---------- Provided data ----------

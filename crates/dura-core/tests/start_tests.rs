mod common;

use std::sync::Arc;
use std::thread;
use std::time::Duration;

use common::*;
use dura_core::{DurableError, ExecutionOutcome, ExecutionStatus, InMemoryWorkflowStore, NewExecution, WorkflowRegistry,
                WorkflowRuntime, WorkflowStore};
use serde_json::json;

fn launch(calls: &Calls) -> WorkflowRuntime<InMemoryWorkflowStore> {
    WorkflowRuntime::builder(Arc::new(InMemoryWorkflowStore::new())).registry(pipeline_registry(calls))
                                                                     .config(fast_config())
                                                                     .launch()
}

#[test]
fn starting_same_id_twice_runs_function_once() {
    let calls = Calls::default();
    let runtime = launch(&calls);
    let a = runtime.start::<_, PipelineOut>(PIPELINE, &json!({"base": 3}), Some("k".into())).unwrap();
    let b = runtime.start::<_, PipelineOut>(PIPELINE, &json!({"base": 3}), Some("k".into())).unwrap();
    assert_eq!(a.get_result().unwrap(), PipelineOut { first: 4, second: 8 });
    assert_eq!(b.get_result().unwrap(), PipelineOut { first: 4, second: 8 });
    assert_eq!(calls.count("first"), 1);
    assert_eq!(calls.count("second"), 1);
    assert_eq!(runtime.store().execution_count(), 1);
}

#[test]
fn generated_ids_are_distinct() {
    let calls = Calls::default();
    let runtime = launch(&calls);
    let a = runtime.start::<_, PipelineOut>(PIPELINE, &json!({"base": 1}), None).unwrap();
    let b = runtime.start::<_, PipelineOut>(PIPELINE, &json!({"base": 1}), None).unwrap();
    assert_ne!(a.id(), b.id());
    a.get_result().unwrap();
    b.get_result().unwrap();
    assert_eq!(calls.count("first"), 2);
}

#[test]
fn unknown_workflow_is_rejected_before_touching_store() {
    let calls = Calls::default();
    let runtime = launch(&calls);
    let err = runtime.start::<_, PipelineOut>("missing", &json!({}), Some("u".into())).unwrap_err();
    assert_eq!(err, DurableError::UnknownWorkflow("missing".into()));
    assert_eq!(runtime.store().execution_count(), 0);
}

#[test]
fn reusing_id_for_other_workflow_conflicts() {
    let calls = Calls::default();
    let mut registry = pipeline_registry(&calls);
    registry.register("other", |_ctx, n: i64| Ok::<_, DurableError>(n)).unwrap();
    let runtime = WorkflowRuntime::builder(Arc::new(InMemoryWorkflowStore::new())).registry(registry)
                                                                                   .config(fast_config())
                                                                                   .launch();
    runtime.start::<_, PipelineOut>(PIPELINE, &json!({"base": 1}), Some("x".into())).unwrap().get_result().unwrap();
    let err = runtime.start::<_, i64>("other", &1, Some("x".into())).unwrap_err();
    assert!(matches!(err, DurableError::ConflictingWorkflow { ref existing, .. } if existing == PIPELINE));
}

#[test]
fn result_is_observable_from_many_threads() {
    let calls = Calls::default();
    let runtime = launch(&calls);
    let handle = runtime.start::<_, PipelineOut>(PIPELINE, &json!({"base": 5}), Some("t".into())).unwrap();
    let waiters: Vec<_> = (0..4).map(|_| {
                                    let h = handle.clone();
                                    thread::spawn(move || h.get_result())
                                })
                                .collect();
    for w in waiters {
        assert_eq!(w.join().unwrap().unwrap(), PipelineOut { first: 6, second: 12 });
    }
}

#[test]
fn concurrent_finalization_keeps_single_outcome() {
    let store = Arc::new(InMemoryWorkflowStore::new());
    store.create_execution_if_absent(NewExecution { id: "f".into(), workflow_name: PIPELINE.into(), input: json!(null) })
         .unwrap();
    let racers: Vec<_> = (0..8).map(|i| {
                                   let s = store.clone();
                                   thread::spawn(move || {
                                       let outcome = if i % 2 == 0 {
                                           ExecutionOutcome::Success(json!(i))
                                       } else {
                                           ExecutionOutcome::Error(format!("racer {i}"))
                                       };
                                       s.finalize_execution("f", outcome).unwrap()
                                   })
                               })
                               .collect();
    let rows: Vec<_> = racers.into_iter().map(|r| r.join().unwrap()).collect();
    assert!(rows.windows(2).all(|w| w[0] == w[1]));
    assert_eq!(store.get_execution("f").unwrap().unwrap(), rows[0]);
}

#[test]
fn business_error_and_panic_end_in_error_state() {
    let mut registry = WorkflowRegistry::new();
    registry.register("refuse", |_ctx, _: ()| Err::<(), _>(DurableError::workflow("not allowed"))).unwrap();
    registry.register("explode", |_ctx, _: ()| -> Result<(), DurableError> { panic!("kaboom") }).unwrap();
    let runtime = WorkflowRuntime::builder(Arc::new(InMemoryWorkflowStore::new())).registry(registry)
                                                                                   .config(fast_config())
                                                                                   .launch();

    let refused = runtime.start::<_, ()>("refuse", &(), Some("r".into())).unwrap().get_result().unwrap_err();
    assert_eq!(refused, DurableError::ExecutionFailed { id: "r".into(), detail: "not allowed".into() });

    let exploded = runtime.start::<_, ()>("explode", &(), Some("p".into())).unwrap().get_result().unwrap_err();
    assert!(matches!(exploded, DurableError::ExecutionFailed { ref detail, .. } if detail.contains("kaboom")));
    assert_eq!(runtime.get_execution("p").unwrap().status, ExecutionStatus::Error);
}

#[test]
fn delete_is_refused_until_execution_is_terminal() {
    let calls = Calls::default();
    let runtime = launch(&calls);
    runtime.store()
           .create_execution_if_absent(NewExecution { id: "d".into(), workflow_name: PIPELINE.into(), input: json!({"base": 1}) })
           .unwrap();
    assert_eq!(runtime.delete_execution("d"), Err(DurableError::ExecutionActive("d".into())));

    let handle = runtime.start::<_, PipelineOut>(PIPELINE, &json!({"base": 1}), Some("d".into())).unwrap();
    handle.get_result().unwrap();
    runtime.delete_execution("d").unwrap();
    assert!(runtime.list_steps("d").unwrap().is_empty());
    assert_eq!(runtime.delete_execution("d"), Err(DurableError::ExecutionNotFound("d".into())));
}

#[test]
fn shutdown_drains_and_rejects_new_starts() {
    let calls = Calls::default();
    let runtime = launch(&calls);
    let handle = runtime.start::<_, PipelineOut>(PIPELINE, &json!({"base": 2}), None).unwrap();
    assert!(runtime.shutdown_with_timeout(Duration::from_secs(5)));
    assert_eq!(runtime.active_count(), 0);
    assert_eq!(handle.get_result().unwrap(), PipelineOut { first: 3, second: 6 });
    let err = runtime.start::<_, PipelineOut>(PIPELINE, &json!({"base": 2}), None).unwrap_err();
    assert_eq!(err, DurableError::ShuttingDown);
}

----------

Assigned task: The word to find is "input". Copy every line of the data that holds it.

Answer space:
    store.create_execution_if_absent(NewExecution { id: "f".into(), workflow_name: PIPELINE.into(), input: json!(null) })
           .create_execution_if_absent(NewExecution { id: "d".into(), workflow_name: PIPELINE.into(), input: json!({"base": 1}) })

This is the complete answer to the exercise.